Oh, that might be the funniest shit I've heard in my life, AJ said.
"I already spoke with her," Alex said.
"Ah, that's good... Is it alright if I ask you something else?"
"Um, sure," Alex said, not sure what else she could want from him.
"Has Matthew... has my son been nice to you?"
"Nice?"
"Yes. I know he was upset, when he found out you would be his roommate. He complained for days. Spent hours on the phone with the student affairs office trying to get it changed. But he promised he would try to be civil. It's not you he's angry with, after all. Every time I've asked him, he's changed the subject, which is his go to tactic when he doesn't want to tell me the truth. Has he been rude to you at all?"
"No, no," Alex said instinctively. "He hasn't."
"Really?" Mrs. Montoya said, not sounding at all convinced.
"Yes. He's been very... hospitable."
Hospitable? AJ said around a laugh. Just like how you're so personable?
Alex told AJ to shut it while Mrs. Montoya suppressed a laugh of her own. "It's sweet of you to want to cover for him, Alexander. I'll tell him you tried. Maybe that could win you some points. Enough to get him to stop whatever underhanded things he's been doing.
Alex winced. "I guess I should know better," he muttered. "I've been told many times by many people that I'm a very bad liar."
"I think I just know my son too well," Mrs. Montoya said. "I apologize on his behalf. I hope you don't think ill of me, raising such a brash kid. He's not here, so I'll blame it on my husband."
"No, I don't think that all. I think... I think Matthew is very lucky to have a mother that worries about him like that."
"I have a feeling he would disagree with you about that. I know I drive him crazy. Maybe that's why he does it to me."
"He cares about you very much. I can tell."
"Oh, I know. That's family, no? Crazy love."
"I... never really thought of it like that."
Our family is one of those things, at least, AJ said.
Mrs. Montoya paused for a second. "Are you sure you're alright, Alexander?" She asked sounding a little hesitant. There was something different in her tone now. Like she wasn't just asking because it was the polite thing to do. It sounded like she was asking because really cared. Because she was worried about Alex the same way she was worried about her son.
"Uh-huh," Alex said, scared that if he made more than vague sounds he would start crying again.
"I... I hope it's not improper to push, but... Well, you sound upset. Did my son-"
"No, no," Alex said, his throat getting tight. "He hasn't done anything wrong; I promise. It's just... been a long day."
"I see... I'll let you get some rest, then."
"Thank you. And I'll tell Matthew to call you as soon as he gets back."
"Thank you, Alexander."
"You can call me Alex," Alex said without really knowing why.
"That's what you prefer?"
"Yeah."
"Take care then, Alex. And Matthew isn't as tough as he wants people to believe. If he does do anything to upset you, feel free to threaten to tattle to me. That'll get that little mocoso acting right real fast."

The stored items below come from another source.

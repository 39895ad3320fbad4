//! API Middleware (Rate Limiting, Logging)

use axum::{
    extract::{Request, State},
    http::StatusCode,
    middleware::Next,
    response::{IntoResponse, Response},
};
use std::sync::Arc;
use std::time::Instant;
use tracing::{info, warn};

use super::handlers::AppState;
use super::types::ErrorBody;
use crate::core::ratelimit::client_id;
use crate::models::AppError;

fn is_exempt(path: &str) -> bool {
    matches!(
        path,
        "/health" | "/v1/health" | "/stats" | "/v1/stats"
    )
}

/// Sliding-window rate limiting, applied before any body handling. The
/// identifier comes from forwarded headers; header-less clients share one
/// budget.
pub async fn rate_limit_middleware(
    State(state): State<Arc<AppState>>,
    request: Request,
    next: Next,
) -> Response {
    if is_exempt(request.uri().path()) {
        return next.run(request).await;
    }

    let key = client_id(request.headers());
    if state.rate_limiter.is_rate_limited(&key) {
        warn!("rate limit exceeded");
        let err = AppError::rate_limited();
        return (
            StatusCode::TOO_MANY_REQUESTS,
            axum::Json(ErrorBody::new(err.code_str(), err.message)),
        )
            .into_response();
    }

    let remaining = state.rate_limiter.remaining(&key);
    let mut response = next.run(request).await;
    response
        .headers_mut()
        .insert("X-RateLimit-Remaining", remaining.into());
    response
}

/// Request logging: method, path, status and latency only. Scan inputs
/// travel in the body and never reach the log.
pub async fn logging_middleware(request: Request, next: Next) -> Response {
    let start = Instant::now();
    let method = request.method().clone();
    let path = request.uri().path().to_string();

    let response = next.run(request).await;

    info!(
        method = %method,
        path = %path,
        status = %response.status().as_u16(),
        latency_ms = %start.elapsed().as_millis(),
        "request completed"
    );

    response
}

Alex smiled at the thought of that. "I don't know if I'll be brave enough to make that threat," he admitted, "but thank you for your blessing."
"Adiós, niño."
"Adiós."
Alex pulled the phone away and hung up before he could be tempted to keep talking to her.
Huh, so that's what it's supposed to feel like, AJ said.
"What are you talking about?" Alex asked even though he knew the answer.
Talking to a mother. Nice, wasn't it?
"I don't like it when you get sentimental. It's unnerving."
Sorry, I'll keep that mind. I mean, f*ck off sh*thead. Better?
Alex let out a laugh that probably would have sounded unhinged to any witnesses. "Yeah, it was," he said as he walked over to the sofa and spontaneously collapsed onto it. "Thanks, mate."
Any time, AJ said as Alex suddenly felt exhausted enough to drift to sleep.